Perubahan Fisiologis
Setelah usia 40 tahun terjadi penurunan kekuatan otot-otot pernafasan
dan komplaien dinding dada. Perubahan histologis menjadi lebih berat
bila manula seorang perokok berat, atau selalu bernafas dalam udara yang
tercemar.
Sejalan dengan pertambahan usia di atas 40 tahun, penurunan kemampuan kardiovaskuler
sering baru diketahui pada saat terjadi stres anestesia dan pembedahan.
Pada pasien manula hipertensi harus diturunkan secara perlahan-lahan
sampai tekanan darah 140/90 mmHg. Penurunan kemampuan respon sistem
kardiovaskuler dalam menghadapi stress memerlukan pemulihan yang panjang
dari anesthesia.
Jumlah glomerulus menjadi 2/3 sampai 1/2 dari orang muda. Perubahan-perubahan menurunkan kemampuan cadangan ginjal,
sehingga manula tidak dapat mentoleransi kekurangan cairan dan
kelebihan beban zat terlarut. Kemampuan untuk mengekskresi obat menurun,
dan kemungkinan terjadi gagal ginjal juga meningkat. Pasien manula
lebih mudah mengalami cedera hati akibat obat-obat, hipoksia dan
transfusi darah.
Terjadi perubahan-perubahan fungsi kognitif, sensoris, motoris, dan otonom. Kecepatan konduksi saraf
sensoris berangsur menurun. Perfusi otak dan konsumsi oksigen otak
menurun. Perubahan-perubahan tersebut mengakibatkan manula lebih mudah
dipengaruhi oleh efek samping obat terhadap sistem saraf. Dengan
demikian konsentrasi alveolar minimum dari anestetika menurun dengan
bertambahnya usia.
Pra-anestesia
Penilaian pasien manula prabedah harus
dilakukan dengan seksama, mengingat bahwa manula kemungkinan sudah
menderita hipertensi, gagal jantung, gangguan ritme jantung, penyakit
paru kronik, diabetes, gagal ginjal kronik atau penyakit degenerasi
lain. Apabila mungkin, keadaan pasien harus dioptimumkan, bila perlu
dengan menunda pembedahan untuk mengurangi morbiditas dan mortalitas.
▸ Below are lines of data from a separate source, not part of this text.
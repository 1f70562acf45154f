use rust_decimal::Decimal;

use super::profile::{CardProfile, CategoryRule, ColumnMapping};

fn rule(name: &str, percentage: i64, limit: i64, keywords: &[&str]) -> CategoryRule {
    CategoryRule::new(name, Decimal::from(percentage), Decimal::from(limit), keywords)
}

/// Cards shipped with the crate, in display order.
pub(super) fn builtin_profiles() -> Vec<CardProfile> {
    vec![
        CardProfile {
            key: "cardA".to_string(),
            name: "Axis AIRTEL cc".to_string(),
            categories: vec![
                rule("Airtel 25%", 25, 250, &["airtel broadband", "airtel"]),
                rule("Utility 10%", 10, 250, &["electricity", "gas", "jio", "vi"]),
                rule("Preferred merchant 10%", 10, 500, &["big basket", "zomato", "swiggy"]),
            ],
            columns: ColumnMapping::default(),
        },
        CardProfile {
            key: "cardB".to_string(),
            name: "SBI Cashback cc".to_string(),
            categories: vec![rule("Online", 5, 5000, &["papa", "grocery"])],
            columns: ColumnMapping::default(),
        },
    ]
}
Sering kali manula mendapat obat diuretika, sehingga kita harus waspada
tentang kemungkinan hipovolemia atau hipokalemia. Obat lain yang banyak
dipakai oleh manula adalah hipnotika-sedativa untuk mengatasi insomia
atau gangguan psikiatrik. Obat-obat tersebut mungkin sudah mempengaruhi
hati, konduksi jantung dan dapat berinteraksi dengan obat anestetika.
Premedikasi sebaiknya diberikan dengan
hati-hati dan dosis sekecil mungkin. Biasanya hanya diperlukan diazepam 5
mg melalui mulut (peroral). Atropin atau alkaloid beladona yang lain
biasanya tidak diperlukan.
Selama Anestesia
Apabila
dimungkinkan sebaiknya diberikan analgesik regional (non-sistemik). Hal
ini dikarena pasien yang sadar pada analgesik regional memungkinkan
petugas lebih mudah dan lebih cepat mengenal serangan angina atau
perubahan serebral akut. Teknik anestesi yang dipilih hendaknya tidak
menyebabkan gejolak peningkatan penurunan tekanan darah dan laju nadi.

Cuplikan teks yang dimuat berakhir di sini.